Patient safety will be harmed and victims of medical negligence denied justice because of flaws in the government’s Health and Care Bill.
Speaking to the Guardian, Rob Behrens, the Parliamentary and Health Service Ombudsman, said that his staff would be unlikely to be able to get to the bottom of clinical blunders because he will be denied potentially vital information collected by the NHS’s Healthcare Safety Investigation Branch (HSIB) under the bill.
The legislation opens the door for the HSIB to ‘operate behind a curtain of secrecy’ and therefore undermine Behrens’ investigations into lapses in patient safety. This, he said, could deny grieving families the full truth about why a loved one died.

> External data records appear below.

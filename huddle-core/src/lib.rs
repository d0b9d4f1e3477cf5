//! # huddle-core - Agent runtime for Huddle
//!
//! `huddle-core` powers the Huddle meeting assistant. A request from the
//! user is classified, handed to a specialist agent over an in-process
//! message bus, and answered through a shared text generator. A small
//! optimization layer sits in front of the agents.
//!
//! ## Highlights
//!
//! - **Message Bus**: per-agent priority queues with retry, backoff,
//!   deadlines, broadcast and cancellation.
//! - **Intent Router**: keyword classification with multi-intent splitting
//!   and short-circuits for trivial input.
//! - **Response Cache**: TTL plus LRU eviction, keyed on normalized text.
//! - **Batching**: similar concurrent requests share one upstream call.
//! - **Context Compression**: conversation history trimmed to a token budget
//!   keeping salient and recent turns.
//! - **Configuration-First**: everything is driven by `huddle.toml`, with
//!   defaults centralized in `config::constants`.
//!
//! ## Architecture Overview
//!
//! - `bus/`: messages, delivery state machine, queues and workers.
//! - `router/`: intent classification and the routing pipeline.
//! - `cache`, `batch`, `compression`: the optimization layer.
//! - `agents`: built-in retrieval, ideation and analysis agents.
//! - `llm/`: the [`TextGenerator`] boundary and its backends.
//! - `persistence`: interaction log stores.
//! - `orchestrator`: wires everything into a runnable [`Orchestrator`].
//!
//! ## Quickstart
//!
//! ```rust,ignore
//! use huddle_core::{ConfigManager, Orchestrator, RequestContext};
//!
//! #[tokio::main]
//! async fn main() -> anyhow::Result<()> {
//!     let config = ConfigManager::load()?.into_config();
//!     let orchestrator = Orchestrator::new(config)?;
//!
//!     let context = RequestContext::new()
//!         .with_document("Launch moved to March 14; Dana owns the checklist.");
//!     let response = orchestrator
//!         .route("What did we decide about the launch?", &context)
//!         .await?;
//!     println!("{} (from {})", response.text, response.source_agent);
//!
//!     orchestrator.shutdown().await;
//!     Ok(())
//! }
//! ```
//!
//! ## Custom agents
//!
//! ```rust,ignore
//! use huddle_core::bus::handler_fn;
//!
//! orchestrator.register_agent("scheduler", handler_fn(|message| async move {
//!     Ok(serde_json::json!({ "text": format!("Booked: {}", message.text().unwrap_or_default()) }))
//! }))?;
//! ```

pub mod agents;
pub mod batch;
pub mod bus;
pub mod cache;
pub mod compression;
pub mod config;
pub mod llm;
pub mod orchestrator;
pub mod persistence;
pub mod router;
pub mod types;

pub use agents::{AgentKind, SpecialistAgent};
pub use batch::{BatchAggregator, BatchOutcome, BatchStats};
pub use bus::{
    AgentHandler, BusError, BusStats, HandlerError, Message, MessageBus, MessageKind,
    MessageStatus, Priority, handler_fn,
};
pub use cache::{CacheStats, ResponseCache};
pub use compression::{CompressedContext, ContextCompressor};
pub use config::{ConfigManager, HuddleConfig};
pub use llm::{EchoGenerator, GenerationError, TextGenerator};
pub use orchestrator::{Orchestrator, OrchestratorBuilder, SystemStats};
pub use persistence::{
    InteractionRecord, InteractionStatus, JsonlStore, MemoryStore, PersistenceStore,
};
pub use router::{
    IntentCategory, IntentClassifier, KeywordClassifier, RouteError, RouteResponse, RouteStage,
    RouteStatus, Router,
};
pub use types::{ConversationTurn, RequestContext, TurnRole};
//! Coalescing of similar concurrent requests
//!
//! The first request in a scope opens a group; later requests whose text is
//! similar enough join it while it is open. When the window closes (or the
//! group fills up) the leader's dispatch closure runs once with every
//! member's item and all members receive the same result.

use crate::config::BatchConfig;
use crate::types::normalize_text;
use parking_lot::Mutex;
use serde::{Deserialize, Serialize};
use std::collections::HashSet;
use std::future::Future;
use std::sync::Arc;
use std::sync::atomic::{AtomicU64, Ordering};
use std::time::Duration;
use tokio::sync::{Notify, oneshot};
use tracing::debug;

/// Returned to members whose group went away without producing a result
#[derive(Debug, Clone, Copy, PartialEq, Eq, thiserror::Error)]
#[error("batch group was abandoned before dispatch completed")]
pub struct BatchAbandoned;

/// One member's share of a group result
#[derive(Debug, Clone, PartialEq)]
pub struct BatchOutcome<O> {
    pub value: O,
    /// Position of this member's item in the dispatched batch
    pub member_index: usize,
    pub group_size: usize,
}

impl<O> BatchOutcome<O> {
    pub fn was_coalesced(&self) -> bool {
        self.group_size > 1
    }
}

#[derive(Debug, Clone, Default, PartialEq, Serialize, Deserialize)]
pub struct BatchStats {
    pub submitted: u64,
    pub groups_dispatched: u64,
    /// Requests that joined an existing group instead of opening one
    pub coalesced: u64,
    pub largest_group: u64,
}

/// Jaccard overlap of the normalized token sets of `a` and `b`
pub fn similarity(a: &str, b: &str) -> f64 {
    jaccard(&tokenize(a), &tokenize(b))
}

fn tokenize(text: &str) -> HashSet<String> {
    normalize_text(text)
        .split_whitespace()
        .map(str::to_string)
        .collect()
}

fn jaccard(a: &HashSet<String>, b: &HashSet<String>) -> f64 {
    if a.is_empty() && b.is_empty() {
        return 1.0;
    }
    let shared = a.intersection(b).count();
    let union = a.len() + b.len() - shared;
    shared as f64 / union as f64
}

type Waiter<O, E> = oneshot::Sender<Result<BatchOutcome<O>, E>>;

struct OpenGroup<I, O, E> {
    id: u64,
    scope: String,
    tokens: HashSet<String>,
    members: Vec<(I, Waiter<O, E>)>,
    full: Arc<Notify>,
}

struct Inner<I, O, E> {
    window: Duration,
    max_members: usize,
    threshold: f64,
    enabled: bool,
    open: Mutex<Vec<OpenGroup<I, O, E>>>,
    next_id: AtomicU64,
    submitted: AtomicU64,
    dispatched: AtomicU64,
    coalesced: AtomicU64,
    largest_group: AtomicU64,
}

pub struct BatchAggregator<I, O, E> {
    inner: Arc<Inner<I, O, E>>,
}

impl<I, O, E> Clone for BatchAggregator<I, O, E> {
    fn clone(&self) -> Self {
        Self {
            inner: self.inner.clone(),
        }
    }
}

impl<I, O, E> BatchAggregator<I, O, E>
where
    I: Send + 'static,
    O: Clone + Send + 'static,
    E: Clone + Send + From<BatchAbandoned> + 'static,
{
    pub fn new(config: &BatchConfig) -> Self {
        Self {
            inner: Arc::new(Inner {
                window: Duration::from_millis(config.window_ms),
                max_members: config.max_members.max(1),
                threshold: config.similarity_threshold,
                enabled: config.enabled,
                open: Mutex::new(Vec::new()),
                next_id: AtomicU64::new(0),
                submitted: AtomicU64::new(0),
                dispatched: AtomicU64::new(0),
                coalesced: AtomicU64::new(0),
                largest_group: AtomicU64::new(0),
            }),
        }
    }

    /// Submit `item` for processing. `dispatch` only runs if this call
    /// opens a new group; otherwise it is dropped and the caller shares the
    /// result of the group it joined.
    pub async fn submit<F, Fut>(
        &self,
        scope: &str,
        text: &str,
        item: I,
        dispatch: F,
    ) -> Result<BatchOutcome<O>, E>
    where
        F: FnOnce(Vec<I>) -> Fut + Send + 'static,
        Fut: Future<Output = Result<O, E>> + Send + 'static,
    {
        let inner = &self.inner;
        inner.submitted.fetch_add(1, Ordering::Relaxed);

        if !inner.enabled || inner.max_members == 1 {
            inner.dispatched.fetch_add(1, Ordering::Relaxed);
            inner.largest_group.fetch_max(1, Ordering::Relaxed);
            let value = dispatch(vec![item]).await?;
            return Ok(BatchOutcome {
                value,
                member_index: 0,
                group_size: 1,
            });
        }

        let tokens = tokenize(text);
        let (tx, rx) = oneshot::channel();

        let leader = {
            let mut open = inner.open.lock();
            let joinable = open.iter().position(|group| {
                group.scope == scope
                    && group.members.len() < inner.max_members
                    && jaccard(&group.tokens, &tokens) >= inner.threshold
            });
            match joinable {
                Some(index) => {
                    let group = &mut open[index];
                    group.members.push((item, tx));
                    inner.coalesced.fetch_add(1, Ordering::Relaxed);
                    debug!(scope, group = group.id, members = group.members.len(), "joined batch group");
                    if group.members.len() >= inner.max_members {
                        group.full.notify_one();
                    }
                    None
                }
                None => {
                    let id = inner.next_id.fetch_add(1, Ordering::Relaxed);
                    let full = Arc::new(Notify::new());
                    open.push(OpenGroup {
                        id,
                        scope: scope.to_string(),
                        tokens,
                        members: vec![(item, tx)],
                        full: full.clone(),
                    });
                    debug!(scope, group = id, "opened batch group");
                    Some((id, full))
                }
            }
        };

        // Dispatch runs detached so followers are served even if the
        // leader's caller stops waiting.
        if let Some((id, full)) = leader {
            let inner = inner.clone();
            tokio::spawn(async move {
                inner.run_group(id, full, dispatch).await;
            });
        }

        match rx.await {
            Ok(outcome) => outcome,
            Err(_) => Err(E::from(BatchAbandoned)),
        }
    }

    pub fn stats(&self) -> BatchStats {
        BatchStats {
            submitted: self.inner.submitted.load(Ordering::Relaxed),
            groups_dispatched: self.inner.dispatched.load(Ordering::Relaxed),
            coalesced: self.inner.coalesced.load(Ordering::Relaxed),
            largest_group: self.inner.largest_group.load(Ordering::Relaxed),
        }
    }

    /// Groups still collecting members
    pub fn open_groups(&self) -> usize {
        self.inner.open.lock().len()
    }
}

impl<I, O: Clone, E: Clone> Inner<I, O, E> {
    async fn run_group<F, Fut>(&self, id: u64, full: Arc<Notify>, dispatch: F)
    where
        F: FnOnce(Vec<I>) -> Fut,
        Fut: Future<Output = Result<O, E>>,
    {
        tokio::select! {
            _ = tokio::time::sleep(self.window) => {}
            _ = full.notified() => {}
        }

        let group = {
            let mut open = self.open.lock();
            open.iter()
                .position(|group| group.id == id)
                .map(|index| open.swap_remove(index))
        };
        let Some(group) = group else {
            return;
        };

        let size = group.members.len();
        self.dispatched.fetch_add(1, Ordering::Relaxed);
        self.largest_group.fetch_max(size as u64, Ordering::Relaxed);
        debug!(scope = %group.scope, group = id, size, "dispatching batch group");

        let (items, waiters): (Vec<I>, Vec<Waiter<O, E>>) = group.members.into_iter().unzip();
        let result = dispatch(items).await;

        for (member_index, waiter) in waiters.into_iter().enumerate() {
            let outcome = result.clone().map(|value| BatchOutcome {
                value,
                member_index,
                group_size: size,
            });
            let _ = waiter.send(outcome);
        }
    }
}

#[cfg(test)]
mod tests {
    use super::*;

    #[test]
    fn similarity_is_token_jaccard() {
        assert_eq!(similarity("Summarize the budget", "summarize  the BUDGET"), 1.0);
        assert_eq!(similarity("alpha beta", "gamma delta"), 0.0);
        let partial = similarity("what was decided about hiring", "what was decided about pricing");
        assert!(partial > 0.6 && partial < 1.0);
        assert_eq!(similarity("", ""), 1.0);
    }

    #[tokio::test]
    async fn disabled_aggregator_dispatches_alone() {
        let aggregator: BatchAggregator<u32, u32, BatchAbandoned> =
            BatchAggregator::new(&BatchConfig {
                enabled: false,
                ..Default::default()
            });
        let outcome = aggregator
            .submit("retrieval", "x", 7, |items: Vec<u32>| async move {
                Ok(items.iter().sum::<u32>())
            })
            .await
            .unwrap();
        assert_eq!(outcome.value, 7);
        assert_eq!(outcome.group_size, 1);
        assert!(!outcome.was_coalesced());
        assert_eq!(aggregator.stats().groups_dispatched, 1);
    }
}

Both the HSIB and ombudsman publish reports into areas of inadequate NHS care, such as care of people with learning disabilities. The HSIB was established in 2017 to improve patient safety after the Mid Staffordshire NHS trust scandal. Under proposals in the bill, it would be put on a legislative footing and renamed the Health Service Safety Investigations Body (HSSIB).
Julia Neuberger, a crossbench peer who chairs University College hospitals NHS trust, has tabled an amendment to the bill in the House of Lords seeking to give the ombudsman access to information obtained via ‘safe space’ processes. Evidence about mistakes given privately in a ‘safe space’ to the HSIB cannot be shared with anyone else except coroners.